INotifyPropertyChanged, The Anders Hejlsberg Way
This article is part of a series:
- INotifyPropertyChanged, The Anders Hejlsberg Way
- INotifyPropertyChanged, The .NET 4.5 Way
- INotifyPropertyChanged, The .NET 4.5 Way - Revisited
- INotifyPropertyChanged, The .NET 4.6 Way
Back in September I was watching the Build session that Anders Hejlsberg was giving on the Future directions for C# and Visual Basic and something small but interesting stood out to me in the demo code he used.
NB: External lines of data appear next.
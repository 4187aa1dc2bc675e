use crate::error::{ServerError, ServerResult};
use crate::state::ServerState;
use axum::extract::State;
use axum::response::IntoResponse;
use axum::Json;
use metrics_exporter_prometheus::{PrometheusBuilder, PrometheusHandle};
use mongodb::bson::doc;
use serde_json::json;
use std::sync::Arc;
use std::time::SystemTime;

/// Global server start time for uptime calculation
static SERVER_START_TIME: once_cell::sync::Lazy<SystemTime> =
    once_cell::sync::Lazy::new(SystemTime::now);

/// Process-wide Prometheus recorder handle
static METRICS_HANDLE: once_cell::sync::OnceCell<PrometheusHandle> =
    once_cell::sync::OnceCell::new();

/// Install the process-wide Prometheus recorder. Idempotent.
pub fn install_metrics_recorder() -> anyhow::Result<()> {
    METRICS_HANDLE.get_or_try_init(|| {
        PrometheusBuilder::new()
            .install_recorder()
            .map_err(anyhow::Error::from)
    })?;
    Ok(())
}

fn uptime_seconds() -> u64 {
    SERVER_START_TIME
        .elapsed()
        .map(|d| d.as_secs())
        .unwrap_or(0)
}

/// Health check endpoint (liveness)
/// Returns 200 if server is running
pub async fn health_check() -> impl IntoResponse {
    Json(json!({
        "status": "healthy",
        "service": "docbridge",
        "timestamp": chrono::Utc::now().to_rfc3339(),
        "uptime_seconds": uptime_seconds(),
    }))
}

/// Readiness check endpoint
/// Returns 200 once the MongoDB deployment answers a ping
pub async fn readiness_check(
    State(state): State<Arc<ServerState>>,
) -> ServerResult<impl IntoResponse> {
    state.db.run_command(doc! { "ping": 1 }).await?;

    Ok(Json(json!({
        "status": "ready",
        "service": "docbridge",
        "timestamp": chrono::Utc::now().to_rfc3339(),
        "uptime_seconds": uptime_seconds(),
        "components": {
            "api": "ready",
            "mongodb": "ready",
        }
    })))
}

/// Prometheus metrics endpoint
pub async fn metrics() -> ServerResult<String> {
    match METRICS_HANDLE.get() {
        Some(handle) => Ok(handle.render()),
        None => Err(ServerError::Config(
            "metrics recorder not installed".to_string(),
        )),
    }
}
We're all pretty used to the standard boilerplate implementation of INotifyPropertyChanged that goes like this:
public event PropertyChangedEventHandler PropertyChanged;
private void NotifyPropertyChanged(String info)
{
if (PropertyChanged != null)
{
PropertyChanged(this, new PropertyChangedEventArgs(info));
}
}
private string companyNameValue = String.Empty;
public string CompanyName
{
get { return this.companyNameValue; }
set
{
if (value != this.companyNameValue)
{
this.companyNameValue = value;
NotifyPropertyChanged("CompanyName");
}
}
}
The above code is taken directly from the MSDN article on "How to: Implement the INotifyPropertyChanged Interface". What jumped out at me in Anders code, was that he was doing the check for equality in the helper method and not the property itself. The thought of doing this had crossed my mind before, but how could you create a method that could check for equality for any given type?
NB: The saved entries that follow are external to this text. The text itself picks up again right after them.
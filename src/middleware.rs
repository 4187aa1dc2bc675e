use axum::extract::Request;
use axum::middleware::Next;
use axum::response::Response;

/// Request ID injection middleware
pub async fn request_id(mut request: Request, next: Next) -> Response {
    // Generate or extract request ID
    let request_id = request
        .headers()
        .get("x-request-id")
        .and_then(|v| v.to_str().ok())
        .map(|s| s.to_string())
        .unwrap_or_else(|| uuid::Uuid::new_v4().to_string());

    // Add to request extensions for handlers to access
    request.extensions_mut().insert(request_id.clone());

    // Process request
    let mut response = next.run(request).await;

    // Add request ID to response headers
    if let Ok(value) = request_id.parse() {
        response.headers_mut().insert("x-request-id", value);
    }

    response
}

/// Logging middleware
pub async fn log_requests(request: Request, next: Next) -> Response {
    let method = request.method().clone();
    let uri = request.uri().clone();
    let start = std::time::Instant::now();

    // Get request ID if available
    let request_id = request
        .extensions()
        .get::<String>()
        .cloned()
        .unwrap_or_default();

    tracing::info!(
        method = %method,
        uri = %uri,
        request_id = %request_id,
        "Request started"
    );

    let response = next.run(request).await;
    let duration = start.elapsed();
    let status = response.status();

    metrics::counter!(
        "docbridge_requests_total",
        "method" => method.to_string(),
        "status" => status.as_u16().to_string()
    )
    .increment(1);
    metrics::histogram!("docbridge_request_duration_seconds").record(duration.as_secs_f64());

    tracing::info!(
        method = %method,
        uri = %uri,
        status = %status,
        duration_ms = %duration.as_millis(),
        request_id = %request_id,
        "Request completed"
    );

    response
}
Enter the EqualityComparer<T>.Default property.
Using the Equals() method on EqualityComparer<T>.Default we can now create a generic method that compares the equality of two instances of any give type. This gives rise to the following INotifyPropertyChanged implementation that Anders used in his session:
public event PropertyChangedEventHandler PropertyChanged;
private void SetProperty<T>(ref T field, T value, string name)
{
if (!EqualityComparer<T>.Default.Equals(field, value))
{
field = value;
var handler = PropertyChanged;
if (handler != null)
{
handler(this, new PropertyChangedEventArgs(name));
}
}
}
private int unitsInStock;
public int UnitsInStock
{
get { return unitsInStock; }
set
{
SetProperty(ref unitsInStock, value, "UnitsInStock");
}
}
This not only reduces the property set implementation down to 1 line in most cases, but sets up a Pit of Success for properly implementing INotifyPropertyChanged in a class/subclass's properties.
Nice.
(Bonus points for anyone who realized the current MSDN example code isn't thread safe and contains a Race Condition.)